Records drawn from a dataset
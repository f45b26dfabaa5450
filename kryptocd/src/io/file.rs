// SPDX-License-Identifier: AGPL-3.0-only

use {
    super::{Sink, Source},
    crate::error::OpenError,
    std::{
        os::unix::io::{AsRawFd, OwnedFd, RawFd},
        path::Path,
    },
};

/// A [`Source`] backed by a file opened for reading.
#[derive(Debug)]
pub struct FileSource(Option<OwnedFd>);

impl FileSource
{
    /// Open `path` for reading.
    pub fn open(path: &Path) -> Result<Self, OpenError>
    {
        let fd = kryptocd_os::open(
            path.to_str().unwrap_or_default(),
            kryptocd_os::O_RDONLY,
            0,
        ).map_err(|source| OpenError{path: path.display().to_string(), source})?;
        Ok(Self(Some(fd)))
    }
}

impl Source for FileSource
{
    fn close_source(&mut self) -> std::io::Result<()>
    {
        self.0 = None;
        Ok(())
    }

    fn source_fd(&self) -> RawFd
    {
        self.0.as_ref().map_or(-1, AsRawFd::as_raw_fd)
    }

    fn set_close_source_on_exec(&self, value: bool) -> std::io::Result<()>
    {
        kryptocd_os::set_cloexec(self.source_fd(), value)
    }

    fn is_source_open(&self) -> bool
    {
        self.0.is_some()
    }
}

/// A [`Sink`] backed by a file opened for writing.
pub struct FileSink(Option<OwnedFd>);

impl FileSink
{
    /// Create `path` exclusively (fails if it already exists) and open it
    /// for writing, with the given permission bits.
    ///
    /// This is the mode the image workspace uses for both the archive file
    /// and the encrypted index: a fresh file per image attempt, never
    /// overwriting an existing one.
    pub fn create_new(path: &Path, mode: u32) -> Result<Self, OpenError>
    {
        let fd = kryptocd_os::open(
            path.to_str().unwrap_or_default(),
            kryptocd_os::O_WRONLY | kryptocd_os::O_CREAT | kryptocd_os::O_EXCL,
            mode,
        ).map_err(|source| OpenError{path: path.display().to_string(), source})?;
        Ok(Self(Some(fd)))
    }
}

impl Sink for FileSink
{
    fn close_sink(&mut self) -> std::io::Result<()>
    {
        self.0 = None;
        Ok(())
    }

    fn sink_fd(&self) -> RawFd
    {
        self.0.as_ref().map_or(-1, AsRawFd::as_raw_fd)
    }

    fn set_close_sink_on_exec(&self, value: bool) -> std::io::Result<()>
    {
        kryptocd_os::set_cloexec(self.sink_fd(), value)
    }

    fn is_sink_open(&self) -> bool
    {
        self.0.is_some()
    }
}

#[cfg(test)]
mod tests
{
    use super::*;

    #[test]
    fn create_new_refuses_to_overwrite()
    {
        let dir = tempfile::tempdir().unwrap();
        let path = dir.path().join("archive");
        let _first = FileSink::create_new(&path, 0o600).unwrap();
        let second = FileSink::create_new(&path, 0o600);
        assert!(second.is_err());
    }

    #[test]
    fn open_missing_file_fails_with_path_in_error()
    {
        let dir = tempfile::tempdir().unwrap();
        let path = dir.path().join("does-not-exist");
        let err = FileSource::open(&path).unwrap_err();
        assert_eq!(err.path, path.display().to_string());
    }
}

**Task item:** Please report every line in the entries above that holds the string "struct".

**Result of this task:**
pub struct FileSource(Option<OwnedFd>);
pub struct FileSink(Option<OwnedFd>);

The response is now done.